Figure 5. Expression of cell cycle-regulatory genes in MS4a4B-LV-infected EL4 cells.

A, Total RNA was isolated from MS4a4B-LV vector- or mock LV vector-infected EL4 cells. Expression of 84 key regulatory genes on cell cycle progression was determined with real time PCR array analysis kit (Cat^#: PAMM-020, SABiosciences, Gaithersburg, MD). Data were analyzed with on-line analysis software according to the manufacturer's instructions and presented as scatter plot with fold change of genes. Red dot: genes increased by ≥4 fold; blue dot: genes decreased by ≥4 fold. B, Genes with fold change ≥4 were shown as column figure. C, MS4a4B (or control) vector-infected EL4 cells were synchronized and stimulated with 15% FCS for 8 hours. Cell lysates (100 μg) were immunoprecipitated with anti-Cdk2-protein A beads. Cdk2-cyclin activity was assayed as described in “Methods”. The same samples (25 μg) were used for western blot with anti-β-actin antibody to ensure identical loading.
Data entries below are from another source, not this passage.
//! # perform_action
//!
//! A small builder for composing several navigator operations into a single
//! transition:
//!
//! ```text
//! context.perform_action(|b| {
//!     b.stacks(&feed).pop_to_top();
//!     b.tabs(&tabs).jump_to_tab(profile);
//! })
//!   → one Action::Batch → one reducer pass → one notification
//! ```
//!
//! Nothing is dispatched until the closure returns.

use crate::context::NavigationContext;
use crate::core::action::Action;
use crate::core::params::Params;
use crate::core::route::Route;
use crate::core::state::{Alert, NavigatorType};

pub struct ActionBuilder<'a> {
    context: &'a NavigationContext,
    actions: Vec<Action>,
}

impl<'a> ActionBuilder<'a> {
    pub(crate) fn new(context: &'a NavigationContext) -> Self {
        Self {
            context,
            actions: Vec::new(),
        }
    }

    pub(crate) fn into_actions(self) -> Vec<Action> {
        self.actions
    }

    pub fn stacks(&mut self, navigator_uid: impl Into<String>) -> StackActions<'_> {
        StackActions {
            uid: navigator_uid.into(),
            actions: &mut self.actions,
        }
    }

    pub fn tabs(&mut self, navigator_uid: impl Into<String>) -> TabActions<'_> {
        TabActions {
            uid: navigator_uid.into(),
            context: self.context,
            actions: &mut self.actions,
        }
    }

    pub fn drawer(&mut self, navigator_uid: impl Into<String>) -> DrawerActions<'_> {
        DrawerActions {
            uid: navigator_uid.into(),
            actions: &mut self.actions,
        }
    }

    pub fn sliding_tabs(&mut self, navigator_uid: impl Into<String>) -> SlidingTabActions<'_> {
        SlidingTabActions {
            uid: navigator_uid.into(),
            actions: &mut self.actions,
        }
    }

    pub fn go_back(&mut self) -> &mut Self {
        self.actions.push(Action::go_back());
        self
    }

    /// Appends an arbitrary primitive action.
    pub fn action(&mut self, action: Action) -> &mut Self {
        self.actions.push(action);
        self
    }

    pub fn len(&self) -> usize {
        self.actions.len()
    }

    pub fn is_empty(&self) -> bool {
        self.actions.is_empty()
    }
}

// ── Stack ───────────────────────────────────────────────────────────────────

pub struct StackActions<'b> {
    uid: String,
    actions: &'b mut Vec<Action>,
}

impl StackActions<'_> {
    pub fn push(self, route: Route) -> Self {
        self.actions.push(Action::push(&self.uid, route));
        self
    }

    pub fn pop(self) -> Self {
        self.actions.push(Action::pop(&self.uid));
        self
    }

    pub fn pop_to_top(self) -> Self {
        self.actions.push(Action::pop_to_top(&self.uid));
        self
    }

    pub fn immediately_reset_stack(self, routes: Vec<Route>, index: usize) -> Self {
        self.actions
            .push(Action::immediately_reset_stack(&self.uid, routes, index));
        self
    }

    pub fn update_current_route_params(self, params: Params) -> Self {
        self.actions
            .push(Action::update_current_route_params(&self.uid, params));
        self
    }

    pub fn show_local_alert(self, alert: Alert) -> Self {
        self.actions.push(Action::show_local_alert_bar(&self.uid, alert));
        self
    }

    pub fn hide_local_alert(self) -> Self {
        self.actions.push(Action::hide_local_alert_bar(&self.uid));
        self
    }
}

// ── Tabs ────────────────────────────────────────────────────────────────────

pub struct TabActions<'b> {
    uid: String,
    context: &'b NavigationContext,
    actions: &'b mut Vec<Action>,
}

impl TabActions<'_> {
    /// Focuses `tab`. Input focus moves into the navigator mounted inside
    /// that tab, or onto the tab navigator itself when the tab hosts none,
    /// as part of the same batch.
    pub fn jump_to_tab(self, tab: Route) -> Self {
        let nested = self.context.nested_navigator_for_tab(&self.uid, tab.key());
        self.actions.push(Action::jump_to_tab(&self.uid, tab));
        let focus = match nested {
            Some((nested_uid, nested_type)) => Action::focus_navigator(nested_uid, nested_type),
            None => Action::focus_navigator(&self.uid, NavigatorType::Tab),
        };
        self.actions.push(focus);
        self
    }

    pub fn show_local_alert(self, alert: Alert) -> Self {
        self.actions.push(Action::show_local_alert_bar(&self.uid, alert));
        self
    }

    pub fn hide_local_alert(self) -> Self {
        self.actions.push(Action::hide_local_alert_bar(&self.uid));
        self
    }
}

// ── Drawer ──────────────────────────────────────────────────────────────────

pub struct DrawerActions<'b> {
    uid: String,
    actions: &'b mut Vec<Action>,
}

impl DrawerActions<'_> {
    pub fn jump_to_item(self, item: Route) -> Self {
        self.actions.push(Action::jump_to_item(&self.uid, item));
        self
    }

    /// Legacy toggle. Reduces like a pop of the drawer's item history.
    pub fn toggle(self) -> Self {
        self.actions.push(Action::toggle_drawer(&self.uid));
        self
    }
}

// ── Sliding tabs ────────────────────────────────────────────────────────────

pub struct SlidingTabActions<'b> {
    uid: String,
    actions: &'b mut Vec<Action>,
}

impl SlidingTabActions<'_> {
    /// Focuses the page with `key` in place. Pages are matched by key only.
    pub fn jump_to_tab(self, key: &str) -> Self {
        self.actions.push(Action::jump_to_tab(
            &self.uid,
            Route::with_key(key, key, Params::new()),
        ));
        self
    }
}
Relative intensity (sample vs. LV control) is shown in the lower panel. *, p<0.05. D, Cell lysates described in “C” were separated on 10% SDS gel followed by western blotting with appropriate antibodies as indicated. E. Relative intensity of blots in “D” (sample vs. internal control (β-actin)) was determined by densitometry. *, p<0.05.